Turner convincingly demonstrates that there is no relationship whatsoever between the level of taxation and public spending, and economic growth. His key message is that governments, and their electors, still have important choices to make, and that there is no inevitability about lower taxes and lower public expenditure. Tax systems need to be constructed with care, and some forms of labour-market regulation (notably high minimum wages) are dangerous. But if a developed country wishes to spend more on education, healthcare or the transport infrastructure, it is able to do so without seeing its productive base float offshore.
There are, however, some policy prescriptions that are unambiguously positive: macro-economic stability with low inflation, a robust domestic competition regime, and as much exposure to external competition as possible.
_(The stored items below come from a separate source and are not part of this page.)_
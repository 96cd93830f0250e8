use crate::foundation::color::Rgbw;
use crate::lower::merge::merge_groups;
use crate::model::group::LedColorGroup;
use crate::model::roofline::{RooflineConfiguration, Segment, SegmentType};
use serde::{Deserialize, Serialize};

/// Anchors plus evenly spaced pixels in every gap between consecutive anchors.
#[derive(Debug, Clone, Copy, PartialEq, Eq, Serialize, Deserialize)]
#[serde(rename_all = "camelCase")]
pub struct ResolvedPattern {
    pub anchor_color: Rgbw,
    pub spaced_color: Rgbw,
    /// Lit pixels per gap; zero means anchors only.
    pub spacing_count: u32,
    pub anchor_always_on: bool,
}

/// Directly specified per-segment patterns.
#[derive(Debug, Clone, PartialEq, Serialize, Deserialize)]
#[serde(tag = "type", rename_all = "camelCase")]
pub enum PatternTemplate {
    /// [`ResolvedPattern`] on every segment.
    Spaced { pattern: ResolvedPattern },
    /// Whole segments, cycling through `colors` in chain order.
    ChaseBySegment { colors: Vec<Rgbw> },
    /// Whole segments, `first` on even chain positions and `second` on odd ones.
    AlternatingSegments { first: Rgbw, second: Rgbw },
    /// Corners in `accent`, every other segment in `base` when given.
    CornerAccent { accent: Rgbw, base: Option<Rgbw> },
    /// One color everywhere.
    Uniform { color: Rgbw },
    /// Anchor zones only.
    AnchorsOnly { color: Rgbw },
}

/// Lower a template to merged pixel groups for `config`.
#[tracing::instrument(skip_all, fields(segments = config.segments().len()))]
pub fn lower_template(
    template: &PatternTemplate,
    config: &RooflineConfiguration,
) -> Vec<LedColorGroup> {
    let mut out = Vec::new();
    let segments = config.segments().iter().filter(|s| s.pixel_count > 0);

    match template {
        PatternTemplate::Spaced { pattern } => {
            for seg in segments {
                emit_spaced(seg, pattern, &mut out);
            }
        }
        PatternTemplate::ChaseBySegment { colors } => {
            if !colors.is_empty() {
                for (i, seg) in segments.enumerate() {
                    out.push(fill(seg, colors[i % colors.len()]));
                }
            }
        }
        PatternTemplate::AlternatingSegments { first, second } => {
            for (i, seg) in segments.enumerate() {
                out.push(fill(seg, if i % 2 == 0 { *first } else { *second }));
            }
        }
        PatternTemplate::CornerAccent { accent, base } => {
            for seg in segments {
                if seg.segment_type == SegmentType::Corner {
                    out.push(fill(seg, *accent));
                } else if let Some(base) = base {
                    out.push(fill(seg, *base));
                }
            }
        }
        PatternTemplate::Uniform { color } => {
            let total = config.total_pixel_count();
            if total > 0 {
                out.push(LedColorGroup::new(0, total - 1, *color));
            }
        }
        PatternTemplate::AnchorsOnly { color } => {
            let pattern = ResolvedPattern {
                anchor_color: *color,
                spaced_color: *color,
                spacing_count: 0,
                anchor_always_on: true,
            };
            for seg in segments {
                emit_spaced(seg, &pattern, &mut out);
            }
        }
    }

    merge_groups(out)
}

fn fill(seg: &Segment, color: Rgbw) -> LedColorGroup {
    LedColorGroup::new(seg.start_pixel, seg.start_pixel + seg.pixel_count - 1, color)
}

/// Anchor groups, then spaced single pixels between consecutive anchors, for one segment.
pub(crate) fn emit_spaced(seg: &Segment, pattern: &ResolvedPattern, out: &mut Vec<LedColorGroup>) {
    if seg.pixel_count == 0 {
        return;
    }
    let anchors = seg.anchors();
    let width = seg.anchor_led_count.max(1);
    let last = seg.start_pixel + seg.pixel_count - 1;

    if pattern.anchor_always_on {
        for &a in &anchors {
            let start = seg.start_pixel + a;
            let end = start.saturating_add(width - 1).min(last);
            out.push(LedColorGroup::new(start, end, pattern.anchor_color));
        }
    }

    if pattern.spacing_count == 0 || anchors.len() < 2 {
        return;
    }
    for pair in anchors.windows(2) {
        let gap_start = pair[0].saturating_add(width);
        let gap_end = pair[1];
        if gap_start >= gap_end {
            continue;
        }
        let gap = gap_end - gap_start;
        if pattern.spacing_count >= gap {
            // More lit pixels than the gap holds fills it.
            for pos in gap_start..gap_end {
                if !seg.in_anchor_zone(pos) {
                    out.push(LedColorGroup::pixel(seg.start_pixel + pos, pattern.spaced_color));
                }
            }
            continue;
        }
        let interval = f64::from(gap) / f64::from(pattern.spacing_count + 1);
        for j in 1..=pattern.spacing_count {
            let pos = gap_start + (interval * f64::from(j)).round() as u32;
            if pos >= gap_end || seg.in_anchor_zone(pos) {
                continue;
            }
            out.push(LedColorGroup::pixel(seg.start_pixel + pos, pattern.spaced_color));
        }
    }
}

#[cfg(test)]
#[path = "../../tests/unit/lower/template.rs"]
mod tests;
use crate::foundation::color::Rgbw;
use serde::{Deserialize, Serialize};

/// A contiguous run of pixels sharing one color.
///
/// Invariant: `start_led <= end_led < total pixel count` of the installation it was lowered for.
#[derive(Debug, Clone, Copy, PartialEq, Eq, Hash, Serialize, Deserialize)]
#[serde(rename_all = "camelCase")]
pub struct LedColorGroup {
    /// First global pixel.
    pub start_led: u32,
    /// Last global pixel (inclusive).
    pub end_led: u32,
    /// Color of every pixel in the run.
    pub color: Rgbw,
}

impl LedColorGroup {
    /// Build a group over `[start_led, end_led]`, swapping reversed bounds.
    pub fn new(start_led: u32, end_led: u32, color: Rgbw) -> Self {
        Self {
            start_led: start_led.min(end_led),
            end_led: start_led.max(end_led),
            color,
        }
    }

    /// Single-pixel group.
    pub fn pixel(led: u32, color: Rgbw) -> Self {
        Self::new(led, led, color)
    }

    /// Number of pixels covered.
    pub fn len(&self) -> u32 {
        self.end_led.saturating_sub(self.start_led) + 1
    }

    /// Always `false`; a group covers at least one pixel.
    pub fn is_empty(&self) -> bool {
        false
    }

    /// Iterate the covered pixel indices.
    pub fn leds(&self) -> impl Iterator<Item = u32> {
        self.start_led..=self.end_led
    }
}

#[cfg(test)]
#[path = "../../tests/unit/model/group.rs"]
mod tests;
He sees the UK's major post-war policy error as our delayed decision to join the common market. And the single currency now scores highly as a measure that would improve the micro-economy and promote macro-stability.
Turner's muscular style will win him few friends among those at whose confused thinking he takes aim. His last chapter is particularly pungent. In it he explores the dangerous vacuities of stakeholder capitalism and the paradox of the third way - "an unwillingness to say bluntly that one purpose of taxes is to support redistribution, matched by fuzzy talk of communities, stakeholders and social responsibility". Why not, instead, straightforwardly espouse a policy of "redistributive market liberalism", which at least benefits from a clear intellectual rationale, persuasively set out here?
As politicians of all parties, and the pundits who follow them, contemplate a month of phony war before the real hostilities begin, they could usefully spend a day or two with Just Capital . No other book would do so much to improve the quality of debate on the economic and social questions at issue in the next election.